Investors who noticed the commentary from Blue Owl Capital (OWL) and CoreWeave (CRWV) sold their shares in a panic.
Blue Owl stock lost 13.45% in the last week. It denied reports that it struggled to find a lender for its ambitious, $4 billion data center development located in Pennsylvania.
CoreWeave CEO Michael Intrator said on CNBC that its data center is financed and is on schedule. He said that it is standard practice for capital allocators to consider a range of financing options. Large-scale infrastructure projects require such considerations.
The drop in OWL and CRWV stock also pulled down shares of Nebius (NBIS). Nebius is executing well on delivering its project deliverables. Still, investors sold NBIS stock on February 12 after the firm posted fourth-quarter results.

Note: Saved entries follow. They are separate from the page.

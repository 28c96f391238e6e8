use hashbrown::HashMap;
use spatialrel_core::{
    AnalysisConfig, HasLabel, HasPosition, LabelledCloud, ObjectSummary, Result, Scene,
    SpatialRelError,
};
use tracing::debug;

/// Turns one scene's labelled point stream into a [`Scene`] in a single pass.
///
/// Memory is proportional to the number of distinct labels, not the number
/// of points: each label keeps only a point count and a running centroid.
#[derive(Debug, Clone, Copy, PartialEq, Eq)]
pub struct SceneBuilder {
    max_labels: usize,
}

impl SceneBuilder {
    pub fn new(max_labels: usize) -> Self {
        Self { max_labels }
    }

    pub fn from_config(config: &AnalysisConfig) -> Self {
        Self::new(config.max_labels)
    }

    pub fn max_labels(&self) -> usize {
        self.max_labels
    }

    /// Builds a scene from any stream of labelled points.
    ///
    /// Points with a non-finite coordinate are dropped. A label outside
    /// `0..max_labels` rejects the whole scene.
    pub fn build<I, P>(&self, points: I) -> Result<Scene>
    where
        I: IntoIterator<Item = P>,
        P: HasPosition + HasLabel,
    {
        let mut objects: HashMap<u32, ObjectSummary> = HashMap::new();
        let mut total = 0usize;
        let mut dropped = 0usize;

        for (index, point) in points.into_iter().enumerate() {
            total += 1;
            let label = point.label();
            if label as usize >= self.max_labels {
                return Err(SpatialRelError::LabelOutOfRange {
                    label,
                    max_labels: self.max_labels,
                    point_index: index,
                });
            }

            let position = point.position();
            if !position.iter().all(|v| v.is_finite()) {
                dropped += 1;
                continue;
            }

            objects
                .entry(label)
                .and_modify(|obj| obj.observe(position))
                .or_insert_with(|| ObjectSummary::new(label, position));
        }

        if dropped > 0 {
            debug!(dropped, total, "dropped non-finite points");
        }
        debug!(points = total, objects = objects.len(), "scene built");

        Scene::from_objects(self.max_labels, objects.into_values())
    }

    pub fn build_cloud(&self, cloud: &LabelledCloud) -> Result<Scene> {
        self.build(cloud.iter_points())
    }
}
use numpy::{PyArray2, PyArrayMethods, PyUntypedArrayMethods};
use pyo3::exceptions::{PyTypeError, PyValueError};
use pyo3::prelude::*;
use spatialrel_core::{LabelledCloud, LabelledPoint};

/// Labelled points decoded from an `(N, 3)` NumPy array. `float64` input keeps
/// full precision; `float32` input is kept in the cloud layout.
pub enum ScenePoints {
    Wide(Vec<LabelledPoint>),
    Cloud(LabelledCloud),
}

pub fn extract_points(array: &Bound<'_, PyAny>, labels: &[u32]) -> PyResult<ScenePoints> {
    if let Ok(arr) = array.downcast::<PyArray2<f64>>() {
        let data = contiguous_rows(arr, labels.len())?;
        let points = data
            .chunks_exact(3)
            .zip(labels)
            .map(|(p, &label)| LabelledPoint::new(p[0], p[1], p[2], label))
            .collect();
        return Ok(ScenePoints::Wide(points));
    }
    if let Ok(arr) = array.downcast::<PyArray2<f32>>() {
        let data = contiguous_rows(arr, labels.len())?;
        return Ok(ScenePoints::Cloud(LabelledCloud::from_array(&data, labels)));
    }
    Err(PyTypeError::new_err(
        "expected NumPy array with dtype float32 or float64, shape (N, 3)",
    ))
}

fn contiguous_rows<T>(array: &Bound<'_, PyArray2<T>>, expected_rows: usize) -> PyResult<Vec<T>>
where
    T: numpy::Element + Copy,
{
    if !array.is_c_contiguous() {
        return Err(PyValueError::new_err(
            "array must be C-contiguous (row-major). \
             Use numpy.ascontiguousarray(arr) to convert.",
        ));
    }
    let readonly = array.readonly();
    let shape = readonly.shape();
    if shape.len() != 2 || shape[1] != 3 {
        return Err(PyValueError::new_err("expected shape (N, 3)"));
    }
    if shape[0] != expected_rows {
        return Err(PyValueError::new_err(format!(
            "{} points were given with {} labels",
            shape[0], expected_rows
        )));
    }
    let slice = readonly
        .as_slice()
        .map_err(|_| PyValueError::new_err("failed to read array as contiguous slice"))?;
    Ok(slice.to_vec())
}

Nebius posted a 547% increase Y/Y in revenue, to $227.7 million. Its adjusted net loss increased to -$173 million, compared to -$69 million last year.
Between the hyperscalers and Blue Owl, readers should watch the latter. The stock trades at an inexpensive valuation of 11.4 times forward price-to-earnings. Selling pressure might ease after Cox Capital Partners and Saba Capital offered to take a stake in three of Blue Owl’s private credit funds.
The two firms are offering to acquire shares of Blue Owl Capital Corporation II (OBDC II) at a 20% to 35% discount to their net asset value.